Pour M. Lamarche et Mme Castonguay, la centralisation extrême des pouvoirs amenée par la loi 10 va totalement « à l’encontre de la science ». « Avoir un réseau intégré est une bonne idée. Mais la tendance est plutôt de définir les objectifs de façon centrale, et de décentraliser la gestion. Car tous les milieux ont des besoins et des solutions différentes. Prendre toutes les décisions centralement inhibe la créativité », explique Mme Castonguay. M. Lamarche déplore qu’avec la loi 10, « la gouvernance plus démocratique ou communautaire ait complètement disparu ».
M. Denis n’est, quant à lui, « pas allergique à la notion d’intégration structurelle ». Il explique qu’avant la loi 10, les établissements du réseau de la santé promettaient de « travailler ensemble », « mais ça ne s’est pas passé à une échelle spectaculaire ». M. Denis explique toutefois que l’intégration structurelle à elle seule « ne donne pas de résultats ». « Ça peut même distraire si c’est fait de façon trop brutale », dit-il.
Après avoir voulu encadrer les frais accessoires, le ministre Barrette a reculé et a annoncé leur abolition. Les frais accessoires sont interdits depuis le 26 janvier.
Au moment où nos experts rendaient leur verdict, le 24 janvier, le ministre en était encore à peaufiner les détails de la mise en place de l’abolition des frais accessoires, et la confusion régnait sur ce qui serait couvert ou non. Les experts ont donc préféré s’abstenir d’évaluer ce critère.
Dès son entrée en poste, le ministre a géré des budgets minceur en santé. Depuis 2014, il a effectué des compressions de près de 1 milliard de dollars. Il a, entre autres, retranché 24 millions en santé publique, a fait disparaître la fonction de Commissaire à la santé et au bien-être et le programme de procréation assistée tout en devant assumer les importantes hausses de rémunération des médecins consenties ces dernières années. Aujourd’hui, le ministre estime que ces compressions ont permis de dégager des sommes pouvant être réinvesties en santé. Le prochain grand chantier annoncé par le ministre est d’implanter le financement à l’activité dans le réseau. Enfin, au cours des derniers mois, une première Politique gouvernementale en prévention en santé a été adoptée de même qu’un Plan d’action en santé mentale.

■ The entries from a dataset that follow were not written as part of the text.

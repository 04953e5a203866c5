//! Profile browsing state machine.
//!
//! The browser owns the batch, the cursor into it, the liked set and the
//! loading flag. Asynchronous work (the fetch and the card exit animation) is
//! split into a synchronous begin/finish pair so that whoever drives the
//! browser can await in between while the state stays consistent.

use std::collections::HashSet;

use shared::{
    domain::{Decision, Profile, ProfileId},
    error::FetchFailure,
};
use tracing::{debug, error, info};

use crate::view::{CardView, ErrorView, Screen, TerminalView, View};

#[derive(Debug, Clone, Copy, PartialEq, Eq)]
pub enum BrowserState {
    Idle,
    Loading,
    Ready { cursor: usize },
    Exhausted,
    Error,
}

/// Proof that a fetch was started. Handed back to [`ProfileBrowser::finish_fetch`].
#[derive(Debug, PartialEq, Eq)]
#[must_use]
pub struct FetchTicket(());

/// Identifies one pending card exit. Completing a ticket that no longer
/// matches the pending exit is ignored.
#[derive(Debug, Clone, Copy, PartialEq, Eq)]
pub struct ExitTicket {
    generation: u64,
    cursor: usize,
    decision: Decision,
}

impl ExitTicket {
    pub fn decision(&self) -> Decision {
        self.decision
    }

    pub fn cursor(&self) -> usize {
        self.cursor
    }
}

#[derive(Debug, Default)]
pub struct ProfileBrowser {
    batch: Vec<Profile>,
    cursor: usize,
    liked: Vec<Profile>,
    liked_ids: HashSet<ProfileId>,
    loading: bool,
    loaded_once: bool,
    generation: u64,
    pending_exit: Option<ExitTicket>,
    last_failure: Option<FetchFailure>,
}

impl ProfileBrowser {
    /// A browser in the `Idle` state: nothing fetched, nothing liked.
    pub fn new() -> Self {
        Self::default()
    }

    pub fn state(&self) -> BrowserState {
        if self.loading {
            BrowserState::Loading
        } else if self.last_failure.is_some() {
            BrowserState::Error
        } else if !self.loaded_once {
            BrowserState::Idle
        } else if self.cursor >= self.batch.len() {
            BrowserState::Exhausted
        } else {
            BrowserState::Ready {
                cursor: self.cursor,
            }
        }
    }

    pub fn is_loading(&self) -> bool {
        self.loading
    }

    pub fn cursor(&self) -> usize {
        self.cursor
    }

    pub fn batch(&self) -> &[Profile] {
        &self.batch
    }

    pub fn liked(&self) -> &[Profile] {
        &self.liked
    }

    pub fn liked_count(&self) -> usize {
        self.liked.len()
    }

    pub fn pending_exit(&self) -> Option<ExitTicket> {
        self.pending_exit
    }

    pub fn last_failure(&self) -> Option<&FetchFailure> {
        self.last_failure.as_ref()
    }

    /// The profile under the cursor, if the cursor is in range.
    pub fn current(&self) -> Option<&Profile> {
        self.batch.get(self.cursor)
    }

    /// Starts a fetch. Returns `None` when one is already in flight.
    pub fn begin_fetch(&mut self) -> Option<FetchTicket> {
        if self.loading {
            debug!("fetch already in flight; ignoring request");
            return None;
        }
        self.loading = true;
        self.pending_exit = None;
        self.last_failure = None;
        Some(FetchTicket(()))
    }

    pub fn finish_fetch(
        &mut self,
        _ticket: FetchTicket,
        result: Result<Vec<Profile>, FetchFailure>,
    ) {
        self.loading = false;
        match result {
            Ok(profiles) => {
                info!(count = profiles.len(), "loaded profile batch");
                self.batch = profiles;
                self.cursor = 0;
                self.generation = self.generation.wrapping_add(1);
                self.loaded_once = true;
            }
            Err(failure) => {
                error!("error fetching profiles: {failure}");
                self.last_failure = Some(failure);
            }
        }
    }

    /// Records a decision on the current profile and starts its exit.
    ///
    /// Ignored while loading, after a failed fetch, when the batch is used up
    /// or while a previous exit is still running.
    pub fn decide(&mut self, decision: Decision) -> Option<ExitTicket> {
        if self.loading || self.last_failure.is_some() || self.pending_exit.is_some() {
            return None;
        }
        let profile = self.batch.get(self.cursor)?;

        match decision {
            Decision::Accept => {
                if self.liked_ids.insert(profile.id) {
                    info!(id = %profile.id, "liked: {}", profile.first_name);
                    self.liked.push(profile.clone());
                }
            }
            Decision::Reject => info!(id = %profile.id, "noped: {}", profile.first_name),
        }

        let ticket = ExitTicket {
            generation: self.generation,
            cursor: self.cursor,
            decision,
        };
        self.pending_exit = Some(ticket);
        Some(ticket)
    }

    /// Finishes a card exit and advances the cursor. Returns whether it advanced.
    pub fn complete_exit(&mut self, ticket: ExitTicket) -> bool {
        if self.pending_exit != Some(ticket) {
            debug!(cursor = ticket.cursor, "ignoring stale exit completion");
            return false;
        }
        self.pending_exit = None;
        if self.cursor < self.batch.len() {
            self.cursor += 1;
        }
        true
    }

    /// Projects the state into what the presentation layer should show. This
    /// is the only place that decides whether decision controls are enabled.
    pub fn render(&self) -> Screen {
        let liked_count = self.liked.len();
        let (view, decisions_enabled) = if let Some(failure) = &self.last_failure {
            (View::Error(ErrorView::from_failure(failure)), false)
        } else if !self.loaded_once {
            (View::Blank, false)
        } else if let Some(profile) = self.current() {
            let card = CardView::from_profile(profile, self.cursor, self.batch.len());
            let enabled = !self.loading && self.pending_exit.is_none();
            (View::Card(card), enabled)
        } else {
            (View::Terminal(TerminalView { liked_count }), false)
        };

        Screen {
            view: if self.loading { View::Blank } else { view },
            loading: self.loading,
            decisions_enabled,
            liked_count,
            exiting: self.pending_exit,
        }
    }
}

#[cfg(test)]
#[path = "tests/browser_tests.rs"]
mod tests;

Les experts mettent en doute le choix du ministre de faire des coupes « surtout dans le social et le communautaire » et d’investir dans « le supermédical et le superhospitalier ». Malgré l’adoption d’un plan en santé mentale, l’accès aux psychologues dans le réseau public est de plus en plus difficile, note M. Lamarche, qui ajoute que les ressources communautaires subissent aussi des coupes. Pour M. Lamarche, plusieurs décisions du gouvernement sont « plus idéologiques que financières ». « La santé publique, c’est 1,5 % du budget de l’État. En comparaison, les hausses de rémunération des médecins ont été de 1,7 milliard… », illustre-t-il.
Les experts condamnent aussi unanimement la disparition du Commissaire à la santé et au bien-être. « On a enlevé le seul instrument de transparence. C’est épouvantable », commente Mme Castonguay. Quant à la réflexion sur le financement à l’activité, les spécialistes estiment que l’idée n’est pas mauvaise. Mais les prix devraient être fixés en fonction d’épisodes de soins, et non pas par acte médical. Les experts croient que toute réflexion sur le financement doit s’accompagner d’une discussion sur la rémunération médicale, mais aussi aller plus loin. Car selon M. Denis, « un des gros problèmes au Québec, c’est qu’on essaye de gérer des modèles performants de soins en jouant juste ou presque sur la rémunération des médecins ».